Вся эта драгоценная информация, которую извлекают из горных пород геологи, должна еще быть дополнена сведениями о соотношении разных горных пород и образуемых ими тел в пространстве и во времени. Нелегкая, как видим, задача! Но она все же решается, и часто с большим успехом, и таким образом геоморфолог обычно знает, каким материалом сложена та или иная форма рельефа, знает либо от геологов, в том числе и из составленных ими карт, либо изучает этот материал сам, что, конечно, требует серьезной (и учебными планами вузов предусмотренной) подготовки. Так вот, само собой разумеется, что всякие, и самые малые формы рельефа, такие, как знаки ветровой или водной ряби, и самые крупные его формы, такие, как целые горные цепи, наполнены геологическим материалом и этот материал влияет на внешние очертания, на форму той или иной неровности. Но если так, то определенным горным породам, их семействам, или совокупностям, должны бы соответствовать и совершенно определенные по своим очертаниям формы рельефа — большие и малые. Отчасти так оно и есть, но, оказывается, не всегда и нередко в малой доле, а это значит, что из разного «геологического теста» могут получаться и сходные и совсем несходные по виду неровности земной поверхности. Почему? Потому что из одного материала даже руки человека-скульптора могут изготовить разные вещи, например бюсты разных людей, но и из разного материала, например из мрамора, гранита, гипса, глины, тот же мастер может создать скульптурные портреты одного и того же человека. Они будут сходны во многом, а все-таки будут отличаться, и, помимо разной техники, именно тем, что материал сам по себе вносит в работу скульптора, будут отличаться, как говорят, свойствами своей фактуры. Отсюда, конечно, идет изречение: «Глина придает скульптуре жизнь, гипс — смерть, мрамор — вечность».
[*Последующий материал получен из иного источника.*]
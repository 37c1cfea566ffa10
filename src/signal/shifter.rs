//! Pulse placement along a time grid.
//!
//! A mesh event happens every `time_shift` seconds. The shifter walks a
//! running time cursor across the grid and records, for every event, the
//! sample nearest to it. Those centers drive both the pulse train and the
//! per-event index bounds used to bucket torque per tooth.

use super::SignalError;

/// Places copies of a prototype at successive `time_shift` offsets.
#[derive(Debug, Clone, Copy, PartialEq)]
pub struct SignalShifter {
    time_shift: f64,
}

impl SignalShifter {
    pub fn new(time_shift: f64) -> Self {
        Self { time_shift }
    }

    pub fn time_shift(&self) -> f64 {
        self.time_shift
    }

    /// Center sample index of every event on `time`, starting at sample 0.
    ///
    /// Events continue until the cursor passes the end of the grid by one
    /// shift, so the final event may sit on the last sample. A trailing
    /// duplicate center is dropped.
    pub fn centers(&self, time: &[f64]) -> Vec<usize> {
        let Some(&t_max) = time.last() else {
            return Vec::new();
        };
        if !(self.time_shift > 0.0) {
            return vec![0];
        }

        let mut centers = Vec::with_capacity((t_max / self.time_shift) as usize + 2);
        let mut cursor = 0usize;
        let mut tv = 0.0;
        while tv < t_max + self.time_shift {
            centers.push(cursor);
            tv += self.time_shift;
            // nearest sample; ties resolve to the earlier one
            while cursor + 1 < time.len() && (time[cursor + 1] - tv).abs() < (time[cursor] - tv).abs() {
                cursor += 1;
            }
        }

        let n = centers.len();
        if n >= 2 && centers[n - 1] == centers[n - 2] {
            centers.pop();
        }
        centers
    }

    /// Per-event `[lower, upper)` sample bounds on `time`.
    pub fn event_bounds(&self, time: &[f64]) -> Result<MeshEventBounds, SignalError> {
        let centers = self.centers(time);
        MeshEventBounds::from_centers(&centers)
    }
}

/// Half-open sample ranges, one per mesh event, contiguous after sanitizing.
///
/// Bounds may start below zero or end past the grid; callers clip.
#[derive(Debug, Clone, PartialEq, Eq, Default)]
pub struct MeshEventBounds {
    bounds: Vec<(i64, i64)>,
}

impl MeshEventBounds {
    /// Derive bounds from event centers: each event spans half the
    /// distance to its neighbours on either side.
    pub fn from_centers(centers: &[usize]) -> Result<Self, SignalError> {
        if centers.len() < 3 {
            return Err(SignalError::GridTooShort {
                needed: 3,
                got: centers.len(),
            });
        }

        let c: Vec<i64> = centers.iter().map(|&v| v as i64).collect();
        let m = c.len();
        let inner: Vec<i64> = (1..m - 1).map(|i| (c[i] - c[i - 1]).abs()).collect();
        let min = inner.iter().copied().min().unwrap_or(0);
        let max = inner.iter().copied().max().unwrap_or(0);

        let mut dist = Vec::with_capacity(m);
        dist.push(min);
        dist.extend_from_slice(&inner);
        dist.push(max);

        let mut bounds: Vec<(i64, i64)> = c
            .iter()
            .zip(&dist)
            .map(|(&center, &d)| {
                let half = d as f64 / 2.0;
                let low = (center as f64 - half).floor() as i64;
                let up = (center as f64 + half).floor() as i64;
                (low, up)
            })
            .collect();

        // adjacent events must meet exactly
        for idx in 1..bounds.len() {
            let previous_upper = bounds[idx - 1].1;
            let lower = bounds[idx].0;
            let gap = lower - previous_upper;
            if gap == 0 {
                continue;
            }
            let is_tail = idx == bounds.len() - 1;
            if is_tail && gap < 0 {
                // the last center is clamped to the grid end
                bounds[idx].0 = previous_upper;
                continue;
            }
            if gap.abs() > 1 {
                return Err(SignalError::BoundsDeviation {
                    event: idx,
                    lower,
                    previous_upper,
                    gap,
                });
            }
            // truncated midpoint
            let meet = ((lower + previous_upper) as f64 / 2.0).trunc() as i64;
            bounds[idx].0 = meet;
            bounds[idx - 1].1 = meet;
        }

        Ok(Self { bounds })
    }

    pub fn len(&self) -> usize {
        self.bounds.len()
    }

    pub fn is_empty(&self) -> bool {
        self.bounds.is_empty()
    }

    pub fn get(&self, event: usize) -> Option<(i64, i64)> {
        self.bounds.get(event).copied()
    }

    pub fn iter(&self) -> impl Iterator<Item = (i64, i64)> + '_ {
        self.bounds.iter().copied()
    }

    /// The first `events` bounds.
    pub fn truncated(&self, events: usize) -> Self {
        Self {
            bounds: self.bounds[..events.min(self.bounds.len())].to_vec(),
        }
    }

    /// Bounds of `event` clipped to `[0, len)`, or `None` if nothing remains.
    pub fn clipped(&self, event: usize, len: usize) -> Option<std::ops::Range<usize>> {
        let (low, up) = self.get(event)?;
        let low = low.max(0) as usize;
        let up = up.clamp(0, len as i64) as usize;
        (low < up).then_some(low..up)
    }
}

#[cfg(test)]
mod tests {
    use super::*;
    use crate::signal::arange;

    #[test]
    fn test_centers_follow_shift() {
        let time = arange(0.0, 0.01, 0.001);
        let centers = SignalShifter::new(0.002).centers(&time);
        assert_eq!(centers, vec![0, 2, 4, 6, 8, 9]);
    }

    #[test]
    fn test_trailing_duplicate_dropped() {
        // 0.00894 and 0.01192 both land on the last sample
        let time = arange(0.0, 0.01, 0.001);
        let centers = SignalShifter::new(0.00298).centers(&time);
        assert_eq!(centers, vec![0, 3, 6, 9]);
        let n = centers.len();
        assert_ne!(centers[n - 1], centers[n - 2]);
    }

    #[test]
    fn test_bounds_are_contiguous() {
        let time = arange(0.0, 1.0, 1.0 / 1000.0);
        let shifter = SignalShifter::new(1.0 / 420.0);
        let bounds = shifter.event_bounds(&time).unwrap();
        assert_eq!(bounds.len(), shifter.centers(&time).len());
        let all: Vec<(i64, i64)> = bounds.iter().collect();
        for pair in all.windows(2) {
            assert_eq!(pair[0].1, pair[1].0, "Bounds must meet: {pair:?}");
        }
        assert!(all[0].0 <= 0, "First event reaches before the grid start");
    }

    #[test]
    fn test_bounds_split_half_distance() {
        let bounds = MeshEventBounds::from_centers(&[0, 10, 20, 30]).unwrap();
        let all: Vec<(i64, i64)> = bounds.iter().collect();
        assert_eq!(all, vec![(-5, 5), (5, 15), (15, 25), (25, 35)]);
    }

    #[test]
    fn test_clamped_tail_event_is_shortened() {
        let bounds = MeshEventBounds::from_centers(&[0, 3, 6, 9, 10]).unwrap();
        let all: Vec<(i64, i64)> = bounds.iter().collect();
        assert_eq!(all[3], (7, 10));
        assert_eq!(all[4], (10, 11));
    }

    #[test]
    fn test_bounds_reject_large_gaps() {
        let err = MeshEventBounds::from_centers(&[0, 2, 20, 22]).unwrap_err();
        assert!(matches!(err, SignalError::BoundsDeviation { .. }));
    }

    #[test]
    fn test_clipped_range() {
        let bounds = MeshEventBounds::from_centers(&[0, 10, 20, 30]).unwrap();
        assert_eq!(bounds.clipped(0, 100), Some(0..5));
        assert_eq!(bounds.clipped(3, 28), Some(25..28));
        assert_eq!(bounds.clipped(3, 20), None);
    }
}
Тот факт, что вещественный, геологический состав форм рельефа в разной степени влияет на очертания форм земной поверхности (это свойство горных пород называется литоморфностыо, от греческих слов «литое» — камень, «морфе» — форма), объясняется чрезвычайно просто тем, что сами-то неровности создаются разными силами, что они имеют разный «возраст» и, так сказать, износ, что они создавались, как правило, постепенно и продолжают быстро или медленно развиваться в современную эпоху. Иными словами, происхождение неровностей Земли может быть простым и сложным, длительным и кратковременным, связанным с действием одной или многих сил, называемых обычно факторами рельефообразования.
Мы привыкли различать во всех вещах и в явлениях природы, в частности, их форму и содержание, знаем, что однородным, к одной группе относящимся явлениям свойственны и специфические для них формы. В геоморфологии сама наука как будто нацелена на изучение неровностей, или форм, отличающихся от плоскости. Ведь неровности сами по себе — это некоторое свойство, особенность вещей, но не сами вещи. Как же разобраться во всем этом?
Кроме геоморфологии, есть еще многие другие морфологические науки (морфология языков, животных, растений и т. д.), все они, во-первых, служат разделению и классификации каких-то в чем-то, однако, однородных вещей, а во-вторых, помогают уяснить роль самих форм в выполнении вещами каких-то внутренних и внешних функций, отношений, связей. Вот почему глубокое знание формы вещей, внешне манифестирующей себя и прежде всего обращающей на себя наше внимание, служит могучим средством диагностики самих вещей и явлений. Слово «диагностика», столь принятое в медицине, связано с ней не случайно. Вспомним, что начало начал медицины — анатомия человека — вполне морфологическая наука. Множество форм в природе породило и множество морфологических наук. Одна из них — геоморфология. Из всего сказанного ясно, что наблюдение, изучение, в необходимых случаях измерение различных форм различных явлений и вещей в общем познании их сути играет, так сказать, подсобную, служебную роль. Но в таком выводе не все правильно. Ведь форма и содержание существуют всегда в каком-то подвижном единстве, они не могут быть оторваны одна от другого без абстракции, т. е. особого приема, метода мышления, а в действительности в природе могут только сосуществовать.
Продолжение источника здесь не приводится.